**EXTRACTED INFORMATION**:
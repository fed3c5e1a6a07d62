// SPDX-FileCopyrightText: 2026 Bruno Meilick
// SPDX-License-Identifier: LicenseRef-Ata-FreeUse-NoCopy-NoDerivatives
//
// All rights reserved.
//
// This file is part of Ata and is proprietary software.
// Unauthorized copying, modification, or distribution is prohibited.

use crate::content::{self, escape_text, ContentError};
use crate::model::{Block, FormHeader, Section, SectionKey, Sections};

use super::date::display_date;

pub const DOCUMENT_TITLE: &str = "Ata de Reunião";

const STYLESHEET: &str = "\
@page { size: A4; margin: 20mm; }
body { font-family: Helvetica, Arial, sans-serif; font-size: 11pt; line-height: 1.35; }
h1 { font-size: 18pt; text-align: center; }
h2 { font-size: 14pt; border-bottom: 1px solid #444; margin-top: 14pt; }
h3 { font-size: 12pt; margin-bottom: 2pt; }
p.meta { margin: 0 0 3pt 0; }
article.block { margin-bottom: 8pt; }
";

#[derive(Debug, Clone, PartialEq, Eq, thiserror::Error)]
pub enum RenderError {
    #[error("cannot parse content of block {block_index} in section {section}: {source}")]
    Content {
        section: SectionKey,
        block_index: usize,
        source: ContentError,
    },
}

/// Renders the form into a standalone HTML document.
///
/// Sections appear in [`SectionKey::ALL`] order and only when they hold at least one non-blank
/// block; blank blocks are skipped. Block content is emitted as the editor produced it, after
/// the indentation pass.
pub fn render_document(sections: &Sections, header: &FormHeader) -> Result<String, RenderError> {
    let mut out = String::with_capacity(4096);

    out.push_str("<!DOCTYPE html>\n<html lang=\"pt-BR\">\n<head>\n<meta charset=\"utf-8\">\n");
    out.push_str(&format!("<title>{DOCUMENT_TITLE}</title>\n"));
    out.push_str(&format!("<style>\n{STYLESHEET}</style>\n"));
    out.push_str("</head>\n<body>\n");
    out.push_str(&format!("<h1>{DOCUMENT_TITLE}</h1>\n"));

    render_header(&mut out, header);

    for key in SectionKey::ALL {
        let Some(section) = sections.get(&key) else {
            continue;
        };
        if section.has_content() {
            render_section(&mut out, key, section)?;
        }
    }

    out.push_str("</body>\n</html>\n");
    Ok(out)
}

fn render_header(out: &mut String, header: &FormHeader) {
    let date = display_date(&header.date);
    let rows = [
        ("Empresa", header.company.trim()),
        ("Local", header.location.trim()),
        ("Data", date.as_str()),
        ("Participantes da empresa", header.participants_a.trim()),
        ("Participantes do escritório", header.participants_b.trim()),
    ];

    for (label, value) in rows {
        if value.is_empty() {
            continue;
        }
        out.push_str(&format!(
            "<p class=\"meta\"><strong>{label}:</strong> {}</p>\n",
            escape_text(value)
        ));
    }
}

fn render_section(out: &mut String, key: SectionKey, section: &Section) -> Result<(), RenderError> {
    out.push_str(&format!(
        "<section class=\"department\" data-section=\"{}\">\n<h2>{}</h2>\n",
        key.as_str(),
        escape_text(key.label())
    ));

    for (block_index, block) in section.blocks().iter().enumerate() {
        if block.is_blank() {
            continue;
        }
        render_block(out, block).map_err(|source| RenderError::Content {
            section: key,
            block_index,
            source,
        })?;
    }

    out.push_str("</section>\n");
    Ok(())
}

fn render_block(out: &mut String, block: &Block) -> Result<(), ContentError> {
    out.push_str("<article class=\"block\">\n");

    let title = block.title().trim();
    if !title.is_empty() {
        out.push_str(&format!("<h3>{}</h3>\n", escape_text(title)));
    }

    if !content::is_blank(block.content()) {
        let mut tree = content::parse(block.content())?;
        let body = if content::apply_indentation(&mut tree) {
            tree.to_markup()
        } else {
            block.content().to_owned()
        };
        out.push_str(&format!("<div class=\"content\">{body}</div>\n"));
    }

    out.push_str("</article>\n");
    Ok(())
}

...

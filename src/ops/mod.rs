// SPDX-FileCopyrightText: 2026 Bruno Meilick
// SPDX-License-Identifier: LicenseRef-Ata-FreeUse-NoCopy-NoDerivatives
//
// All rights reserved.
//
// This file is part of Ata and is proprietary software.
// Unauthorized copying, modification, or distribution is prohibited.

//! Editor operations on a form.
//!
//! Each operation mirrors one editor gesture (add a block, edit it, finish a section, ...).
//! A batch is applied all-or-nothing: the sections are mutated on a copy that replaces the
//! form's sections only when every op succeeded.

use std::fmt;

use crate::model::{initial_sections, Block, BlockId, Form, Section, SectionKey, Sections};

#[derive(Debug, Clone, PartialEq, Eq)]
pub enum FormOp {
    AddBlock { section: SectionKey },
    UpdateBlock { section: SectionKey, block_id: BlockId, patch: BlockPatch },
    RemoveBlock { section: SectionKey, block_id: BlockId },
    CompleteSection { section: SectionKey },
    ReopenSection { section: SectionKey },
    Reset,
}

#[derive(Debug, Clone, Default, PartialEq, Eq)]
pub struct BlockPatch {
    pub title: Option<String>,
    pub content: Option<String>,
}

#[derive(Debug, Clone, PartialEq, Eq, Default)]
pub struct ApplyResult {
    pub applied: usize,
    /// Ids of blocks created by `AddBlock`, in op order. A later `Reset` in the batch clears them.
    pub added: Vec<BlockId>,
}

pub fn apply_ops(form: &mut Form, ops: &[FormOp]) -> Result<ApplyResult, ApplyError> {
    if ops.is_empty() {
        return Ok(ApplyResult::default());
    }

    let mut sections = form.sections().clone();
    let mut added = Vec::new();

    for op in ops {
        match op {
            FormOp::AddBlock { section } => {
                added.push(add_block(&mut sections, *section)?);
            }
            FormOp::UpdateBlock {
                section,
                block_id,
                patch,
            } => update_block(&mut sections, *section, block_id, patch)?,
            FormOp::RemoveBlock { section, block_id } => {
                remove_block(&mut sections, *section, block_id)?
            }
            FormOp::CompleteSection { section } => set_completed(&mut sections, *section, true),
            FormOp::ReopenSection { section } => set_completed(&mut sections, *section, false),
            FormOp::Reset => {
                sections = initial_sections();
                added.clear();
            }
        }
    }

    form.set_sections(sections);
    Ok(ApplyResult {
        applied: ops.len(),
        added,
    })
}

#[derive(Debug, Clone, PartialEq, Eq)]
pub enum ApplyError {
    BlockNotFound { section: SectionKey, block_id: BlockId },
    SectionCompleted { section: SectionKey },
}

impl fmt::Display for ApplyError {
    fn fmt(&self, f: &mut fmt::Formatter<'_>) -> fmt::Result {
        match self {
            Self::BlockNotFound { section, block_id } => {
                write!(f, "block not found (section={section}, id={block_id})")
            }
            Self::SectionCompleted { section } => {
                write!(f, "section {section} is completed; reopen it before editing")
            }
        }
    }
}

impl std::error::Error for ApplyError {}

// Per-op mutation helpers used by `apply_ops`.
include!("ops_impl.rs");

**ACTIVITY**: All lines above from the line with "12pt; margin-bottom: 2pt;" through the line with "the indentation pass.", both included, are to be set down exactly, with nothing else.

**ANSWER FOR THE TASK**:
h3 { font-size: 12pt; margin-bottom: 2pt; }
p.meta { margin: 0 0 3pt 0; }
article.block { margin-bottom: 8pt; }
";

#[derive(Debug, Clone, PartialEq, Eq, thiserror::Error)]
pub enum RenderError {
    #[error("cannot parse content of block {block_index} in section {section}: {source}")]
    Content {
        section: SectionKey,
        block_index: usize,
        source: ContentError,
    },
}

/// Renders the form into a standalone HTML document.
///
/// Sections appear in [`SectionKey::ALL`] order and only when they hold at least one non-blank
/// block; blank blocks are skipped. Block content is emitted as the editor produced it, after
/// the indentation pass.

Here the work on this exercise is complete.